Aim of the task
Go over the data and copy out each line with "only" in it.

Input data
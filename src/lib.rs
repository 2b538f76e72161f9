//! lzwin: a sliding-window LZ77 compressor with literal-run escapes.
//!
//! The crate provides:
//! - The token format and its inspection helpers (`format`)
//! - The window-bounded match finder (`matching`)
//! - The encoder and decoder (`compress`)
//! - File-oriented helpers (`io`)
//! - An optional CLI (`cli` feature)
//!
//! # Quick Start
//!
//! ```
//! let input = b"hello hello hello world";
//! let stream = lzwin::compress(input);
//! assert!(stream.len() < input.len());
//! assert_eq!(lzwin::decompress(&stream).unwrap(), input);
//! ```

pub mod compress;
pub mod config;
pub mod format;
pub mod io;
pub mod matching;

#[cfg(feature = "cli")]
pub mod cli;

pub use compress::DecodeError;
pub use config::Config;

/// Compress `input` with the default configuration.
pub fn compress(input: &[u8]) -> Vec<u8> {
    compress::encoder::encode_all(input, &Config::default())
}

/// Decompress a stream produced with the default configuration.
pub fn decompress(stream: &[u8]) -> Result<Vec<u8>, DecodeError> {
    compress::decoder::decode_all(stream, &Config::default())
}
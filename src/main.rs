fn main() {
    #[cfg(feature = "cli")]
    lzwin::cli::run();

    #[cfg(not(feature = "cli"))]
    {
        eprintln!("lzwin: CLI not enabled. Rebuild with `--features cli`.");
        std::process::exit(1);
    }
}
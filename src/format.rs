// Token stream layout.
//
// Two token kinds, told apart by the first byte:
//   - Match:       [distance][length][continuation]   first byte <= 128
//   - Literal run: [128 + n][byte] x n                first byte  > 128
//
// There is no framing. The stream ends where the bytes end, and the last
// token's continuation may be the sentinel meaning "no byte".

use thiserror::Error;

use crate::config::{LITERAL_FLAG, MAX_LITERAL_RUN};

/// Encoded size of a match token.
pub const MATCH_TOKEN_LEN: usize = 3;

// ---------------------------------------------------------------------------
// Errors
// ---------------------------------------------------------------------------

#[derive(Debug, Clone, PartialEq, Eq, Error)]
pub enum DecodeError {
    /// A token declares more bytes than the stream has left.
    #[error(
        "malformed stream: token at offset {offset} needs {needed} bytes, {available} available"
    )]
    MalformedStream {
        offset: usize,
        needed: usize,
        available: usize,
    },
    /// A match token points outside the output produced so far.
    #[error(
        "invalid back-reference at offset {offset}: distance {distance} with {available} bytes of output"
    )]
    InvalidBackReference {
        offset: usize,
        distance: usize,
        available: usize,
    },
}

// ---------------------------------------------------------------------------
// Prefix byte helpers
// ---------------------------------------------------------------------------

/// Whether `first` opens a literal run.
#[inline]
pub fn is_literal_prefix(first: u8) -> bool {
    first > LITERAL_FLAG
}

/// Run length announced by a literal-run prefix byte.
#[inline]
pub fn literal_run_len(first: u8) -> usize {
    (first - LITERAL_FLAG) as usize
}

/// Prefix byte announcing a literal run of `len` bytes.
#[inline]
pub fn literal_prefix(len: usize) -> u8 {
    debug_assert!((1..=MAX_LITERAL_RUN).contains(&len));
    LITERAL_FLAG + len as u8
}

// ---------------------------------------------------------------------------
// Token
// ---------------------------------------------------------------------------

#[derive(Debug, Clone, Copy, PartialEq, Eq)]
pub enum Token<'a> {
    Match {
        distance: u8,
        length: u8,
        continuation: u8,
    },
    Literal(&'a [u8]),
}

impl Token<'_> {
    /// Bytes this token occupies in the stream.
    pub fn encoded_len(&self) -> usize {
        match self {
            Token::Match { .. } => MATCH_TOKEN_LEN,
            Token::Literal(bytes) => 1 + bytes.len(),
        }
    }

    /// Append this token's encoding to `out`.
    pub fn write_to(&self, out: &mut Vec<u8>) {
        match *self {
            Token::Match {
                distance,
                length,
                continuation,
            } => out.extend_from_slice(&[distance, length, continuation]),
            Token::Literal(bytes) => {
                out.push(literal_prefix(bytes.len()));
                out.extend_from_slice(bytes);
            }
        }
    }
}

// ---------------------------------------------------------------------------
// Token iterator
// ---------------------------------------------------------------------------

/// Iterates a stream as `(offset, token)` pairs.
///
/// Stops after the first error.
pub struct Tokens<'a> {
    stream: &'a [u8],
    pos: usize,
    failed: bool,
}

impl<'a> Tokens<'a> {
    pub fn new(stream: &'a [u8]) -> Self {
        Self {
            stream,
            pos: 0,
            failed: false,
        }
    }
}

impl<'a> Iterator for Tokens<'a> {
    type Item = Result<(usize, Token<'a>), DecodeError>;

    fn next(&mut self) -> Option<Self::Item> {
        if self.failed || self.pos >= self.stream.len() {
            return None;
        }
        let offset = self.pos;
        let rest = &self.stream[offset..];
        let first = rest[0];

        let needed = if is_literal_prefix(first) {
            1 + literal_run_len(first)
        } else {
            MATCH_TOKEN_LEN
        };
        if rest.len() < needed {
            self.failed = true;
            return Some(Err(DecodeError::MalformedStream {
                offset,
                needed,
                available: rest.len(),
            }));
        }

        let token = if is_literal_prefix(first) {
            Token::Literal(&rest[1..needed])
        } else {
            Token::Match {
                distance: first,
                length: rest[1],
                continuation: rest[2],
            }
        };
        self.pos += needed;
        Some(Ok((offset, token)))
    }
}

// ---------------------------------------------------------------------------
// Stream statistics
// ---------------------------------------------------------------------------

/// Token-level summary of a stream.
#[derive(Debug, Clone, Default, PartialEq, Eq)]
pub struct StreamStats {
    pub stream_len: usize,
    pub match_tokens: usize,
    pub literal_runs: usize,
    pub literal_bytes: usize,
    /// Bytes produced by back-reference copies.
    pub copied_bytes: usize,
    /// Continuation bytes that land in the output.
    pub continuation_bytes: usize,
}

impl StreamStats {
    /// Scan `stream` without decoding it.
    ///
    /// Back-references are not checked against the output length; only
    /// truncation is reported.
    pub fn scan(stream: &[u8], sentinel: u8) -> Result<Self, DecodeError> {
        let mut stats = StreamStats {
            stream_len: stream.len(),
            ..Default::default()
        };
        for item in Tokens::new(stream) {
            let (offset, token) = item?;
            match token {
                Token::Match {
                    length,
                    continuation,
                    ..
                } => {
                    stats.match_tokens += 1;
                    stats.copied_bytes += length as usize;
                    let terminal = continuation == sentinel
                        && offset + MATCH_TOKEN_LEN == stream.len();
                    if !terminal {
                        stats.continuation_bytes += 1;
                    }
                }
                Token::Literal(bytes) => {
                    stats.literal_runs += 1;
                    stats.literal_bytes += bytes.len();
                }
            }
        }
        Ok(stats)
    }

    /// Size of the output the stream decodes to.
    pub fn decoded_len(&self) -> usize {
        self.literal_bytes + self.copied_bytes + self.continuation_bytes
    }

    pub fn tokens(&self) -> usize {
        self.match_tokens + self.literal_runs
    }
}

// ---------------------------------------------------------------------------
// Tests
// ---------------------------------------------------------------------------
// Sliding-window match finder.
//
// Exhaustive search over the backward window: every candidate start is
// compared against the bytes at the current position, bounded by the
// lookahead. Comparisons may run past the current position, which is how
// runs longer than their distance are detected (e.g. "AAAA..." at distance 1).

use crate::config::Config;

// ---------------------------------------------------------------------------
// Match result
// ---------------------------------------------------------------------------

/// Longest match found at a position.
#[derive(Debug, Clone, Copy, PartialEq, Eq)]
pub struct Match {
    /// Backward offset from the current position to the match start.
    /// When `length == 0` this holds the window start instead.
    pub distance: usize,
    /// Number of matching bytes.
    pub length: usize,
}

// ---------------------------------------------------------------------------
// Match finder
// ---------------------------------------------------------------------------

/// Window-bounded longest-match search.
#[derive(Debug, Clone, Copy)]
pub struct MatchFinder {
    max_distance: usize,
    search_limit: usize,
}

impl MatchFinder {
    pub fn new(config: &Config) -> Self {
        Self {
            max_distance: config.max_distance(),
            search_limit: config.search_limit(),
        }
    }

    /// Oldest position still inside the window for `pos`.
    #[inline]
    pub fn window_start(&self, pos: usize) -> usize {
        pos.saturating_sub(self.max_distance)
    }

    /// Find the longest match for `input[pos..]` starting inside the window.
    ///
    /// Candidates are scanned from the oldest to the newest and only a strictly
    /// longer match replaces the best one, so ties resolve to the largest
    /// distance.
    pub fn find(&self, input: &[u8], pos: usize) -> Match {
        let start = self.window_start(pos);
        let end = (pos + self.search_limit).min(input.len());

        let mut best = Match {
            distance: start,
            length: 0,
        };
        if end <= pos {
            return best;
        }

        let ahead = &input[pos..end];
        for cand in start..pos {
            let len = common_prefix(&input[cand..end], ahead);
            if len > best.length {
                best = Match {
                    distance: pos - cand,
                    length: len,
                };
                if len == ahead.len() {
                    // Nothing later in the window can be strictly longer.
                    break;
                }
            }
        }
        best
    }
}

/// Length of the common prefix of `a` and `b`.
#[inline]
pub fn common_prefix(a: &[u8], b: &[u8]) -> usize {
    a.iter().zip(b).take_while(|(x, y)| x == y).count()
}

// ---------------------------------------------------------------------------
// Tests
// ---------------------------------------------------------------------------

Result of the exercise
    /// Back-references are not checked against the output length; only
    /// Candidates are scanned from the oldest to the newest and only a strictly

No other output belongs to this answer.